- _TASK TO CARRY OUT_
Please keep to the lines below from the one with "pub fn default_pack_command()" through the one with "pub mod github;", and restate them word for word, ends included.

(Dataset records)
━━━━━━━━━━

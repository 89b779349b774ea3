//! relcast domain model.

pub mod artifact;
pub mod error;
pub mod manifest;
pub mod plan;
pub mod release;
pub mod target;
pub mod trigger;

pub use artifact::{AggregatedArtifactSet, Artifact};
pub use error::{PipelineError, ReleaseError, ReleaseResult, Stage, TargetFailure};
pub use manifest::{ChecksumEntry, ChecksumManifest};
pub use plan::ReleasePlan;
pub use release::{AttachedFile, Release};
pub use target::{validate_targets, BuildTarget};
pub use trigger::{ReleaseType, TriggerEvent};
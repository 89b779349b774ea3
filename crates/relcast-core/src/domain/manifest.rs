//! Checksum manifest model and its text format.
//!
//! Format: one `<64 hex digest><two spaces><archive name>\n` line per
//! artifact, no header or footer, so `sha256sum -c` accepts it as is.

use relcast_state::ContentDigest;
use serde::{Deserialize, Serialize};

use super::error::{ReleaseError, ReleaseResult};

/// One `(archive name, digest)` pair.
#[derive(Debug, Clone, PartialEq, Eq, Serialize, Deserialize)]
pub struct ChecksumEntry {
    pub archive_name: String,
    pub digest: ContentDigest,
}

/// Ordered checksum listing covering every artifact of a release.
///
/// The manifest file never lists itself.
#[derive(Debug, Clone, Default, PartialEq, Eq, Serialize, Deserialize)]
pub struct ChecksumManifest {
    entries: Vec<ChecksumEntry>,
}

impl ChecksumManifest {
    pub fn new(entries: Vec<ChecksumEntry>) -> Self {
        Self { entries }
    }

    pub fn entries(&self) -> &[ChecksumEntry] {
        &self.entries
    }

    pub fn len(&self) -> usize {
        self.entries.len()
    }

    pub fn is_empty(&self) -> bool {
        self.entries.is_empty()
    }

    pub fn digest_of(&self, archive_name: &str) -> Option<&ContentDigest> {
        self.entries
            .iter()
            .find(|e| e.archive_name == archive_name)
            .map(|e| &e.digest)
    }

    /// Serialize to the checksum-file text format.
    pub fn render(&self) -> String {
        let mut out = String::new();
        for entry in &self.entries {
            out.push_str(entry.digest.as_str());
            out.push_str("  ");
            out.push_str(&entry.archive_name);
            out.push('\n');
        }
        out
    }

    /// Parse the checksum-file text format.
    ///
    /// Accepts the binary-mode marker (`<digest> *<name>`) written by some
    /// tools; blank lines are ignored.
    pub fn parse(text: &str) -> ReleaseResult<Self> {
        let mut entries = Vec::new();
        for (idx, line) in text.lines().enumerate() {
            if line.trim().is_empty() {
                continue;
            }
            let (digest, name) = line
                .split_once("  ")
                .or_else(|| line.split_once(" *"))
                .ok_or_else(|| {
                    ReleaseError::Config(format!("manifest line {} is malformed: {line}", idx + 1))
                })?;
            let digest = ContentDigest::try_from(digest.to_string()).map_err(|e| {
                ReleaseError::Config(format!("manifest line {}: {e}", idx + 1))
            })?;
            if name.is_empty() {
                return Err(ReleaseError::Config(format!(
                    "manifest line {} has no file name",
                    idx + 1
                )));
            }
            entries.push(ChecksumEntry {
                archive_name: name.to_string(),
                digest,
            });
        }
        Ok(Self { entries })
    }
}
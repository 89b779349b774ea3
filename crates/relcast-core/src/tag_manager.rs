//! Idempotent tag materialization for triggers that do not carry a tag.

use relcast_state::{StorageError, TagRef, TagRegistry};
use serde::Serialize;
use tracing::instrument;

use crate::domain::{ReleaseError, ReleasePlan, ReleaseResult};
use crate::obs::{emit_tag_created, emit_tag_skipped};

/// What `ensure_tag` did.
#[derive(Debug, Clone, PartialEq, Eq, Serialize)]
#[serde(tag = "outcome", rename_all = "snake_case")]
pub enum TagOutcome {
    /// The plan came from a tag push; the tag already exists.
    Skipped,
    /// A new tag was created and pushed.
    Created(TagRef),
}

/// Make sure `plan.tag_name` exists on the remote before publishing.
///
/// A tag that is already present is never moved: the registry rejects it
/// and this surfaces as `ReleaseError::TagAlreadyExists`.
#[instrument(skip(plan, registry), fields(tag = %plan.tag_name))]
pub async fn ensure_tag(
    plan: &ReleasePlan,
    registry: &dyn TagRegistry,
) -> ReleaseResult<TagOutcome> {
    if !plan.requires_tag_creation {
        emit_tag_skipped(&plan.tag_name);
        return Ok(TagOutcome::Skipped);
    }

    let tag = registry
        .create_tag(&plan.tag_name)
        .await
        .map_err(tag_error)?;
    emit_tag_created(&tag.name, &tag.commit);
    Ok(TagOutcome::Created(tag))
}

fn tag_error(err: StorageError) -> ReleaseError {
    match err {
        StorageError::TagAlreadyExists { tag } => ReleaseError::TagAlreadyExists { tag },
        other => ReleaseError::Tag(other.to_string()),
    }
}
//! Build target definitions and configuration.

use std::path::Path;

use relcast_core::{validate_targets, BuildTarget, ReleaseError, ReleaseResult};
use serde::{Deserialize, Serialize};

/// Platforms relcast builds for out of the box.
#[derive(Debug, Clone, Copy, Serialize, Deserialize, PartialEq, Eq, Hash)]
#[serde(rename_all = "kebab-case")]
pub enum BuiltinTarget {
    LinuxX86_64,
    LinuxAarch64,
    MacosX86_64,
    MacosAarch64,
}

impl BuiltinTarget {
    pub const ALL: [BuiltinTarget; 4] = [
        BuiltinTarget::LinuxX86_64,
        BuiltinTarget::LinuxAarch64,
        BuiltinTarget::MacosX86_64,
        BuiltinTarget::MacosAarch64,
    ];

    /// Get the platform id as a string.
    pub fn platform_id(&self) -> &'static str {
        match self {
            BuiltinTarget::LinuxX86_64 => "linux-x86_64",
            BuiltinTarget::LinuxAarch64 => "linux-aarch64",
            BuiltinTarget::MacosX86_64 => "macos-x86_64",
            BuiltinTarget::MacosAarch64 => "macos-aarch64",
        }
    }

    pub fn triple(&self) -> &'static str {
        match self {
            BuiltinTarget::LinuxX86_64 => "x86_64-unknown-linux-gnu",
            BuiltinTarget::LinuxAarch64 => "aarch64-unknown-linux-gnu",
            BuiltinTarget::MacosX86_64 => "x86_64-apple-darwin",
            BuiltinTarget::MacosAarch64 => "aarch64-apple-darwin",
        }
    }

    /// Full target entry for `binary`, archived as `<binary>-<triple>.tar.gz`.
    pub fn to_target(&self, binary: &str) -> BuildTarget {
        BuildTarget::new(
            self.platform_id(),
            self.triple(),
            binary,
            format!("{binary}-{}.tar.gz", self.triple()),
            default_pack_command(),
        )
    }
}

/// `tar -czf {archive} -C {bin_dir} {binary}`, run inside the staging dir.
pub fn default_pack_command() -> Vec<String> {
    ["tar", "-czf", "{archive}", "-C", "{bin_dir}", "{binary}"]
        .iter()
        .map(|s| s.to_string())
        .collect()
}

/// Every builtin platform for `binary`.
pub fn default_targets(binary: &str) -> Vec<BuildTarget> {
    BuiltinTarget::ALL
        .iter()
        .map(|t| t.to_target(binary))
        .collect()
}

/// Load a JSON array of `BuildTarget` objects and validate it.
pub fn load_targets(path: &Path) -> ReleaseResult<Vec<BuildTarget>> {
    let raw = std::fs::read_to_string(path).map_err(|e| {
        ReleaseError::Config(format!("cannot read targets file {}: {e}", path.display()))
    })?;
    let targets: Vec<BuildTarget> = serde_json::from_str(&raw)?;
    validate_targets(&targets)?;
    Ok(targets)
}
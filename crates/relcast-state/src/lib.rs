//! relcast-state: collaborator interfaces for relcast
//!
//! A release run touches exactly two pieces of shared state outside the
//! process: the remote tag namespace and the release registry of the hosting
//! service. This crate defines narrow traits for both, so the orchestration
//! logic stays testable without a live network.
//!
//! ## Key Components
//!
//! - `TagRegistry`: create-if-absent access to the remote tag namespace
//! - `ReleaseHost`: create-if-absent releases plus asset uploads
//! - `GithubReleaseHost`: `ReleaseHost` over the GitHub REST API
//! - `fakes`: in-memory implementations for tests and dry runs

mod error;
pub mod fakes;
pub mod github;
pub mod storage_traits;

pub use error::StorageError;
pub use github::{GithubConfig, GithubReleaseHost};
pub use storage_traits::{
    AssetRecord, ContentDigest, HostedRelease, ReleaseDraft, ReleaseHost, StorageResult, TagRef,
    TagRegistry,
};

━━━━━━━━━━

- _TASK RESULT_
pub fn default_pack_command() -> Vec<String> {
    ["tar", "-czf", "{archive}", "-C", "{bin_dir}", "{binary}"]
        .iter()
        .map(|s| s.to_string())
        .collect()
}

/// Every builtin platform for `binary`.
pub fn default_targets(binary: &str) -> Vec<BuildTarget> {
    BuiltinTarget::ALL
        .iter()
        .map(|t| t.to_target(binary))
        .collect()
}

/// Load a JSON array of `BuildTarget` objects and validate it.
pub fn load_targets(path: &Path) -> ReleaseResult<Vec<BuildTarget>> {
    let raw = std::fs::read_to_string(path).map_err(|e| {
        ReleaseError::Config(format!("cannot read targets file {}: {e}", path.display()))
    })?;
    let targets: Vec<BuildTarget> = serde_json::from_str(&raw)?;
    validate_targets(&targets)?;
    Ok(targets)
}
filename crates/relcast-state/src/lib.rs
//! relcast-state: collaborator interfaces for relcast
//!
//! A release run touches exactly two pieces of shared state outside the
//! process: the remote tag namespace and the release registry of the hosting
//! service. This crate defines narrow traits for both, so the orchestration
//! logic stays testable without a live network.
//!
//! ## Key Components
//!
//! - `TagRegistry`: create-if-absent access to the remote tag namespace
//! - `ReleaseHost`: create-if-absent releases plus asset uploads
//! - `GithubReleaseHost`: `ReleaseHost` over the GitHub REST API
//! - `fakes`: in-memory implementations for tests and dry runs

mod error;
pub mod fakes;
pub mod github;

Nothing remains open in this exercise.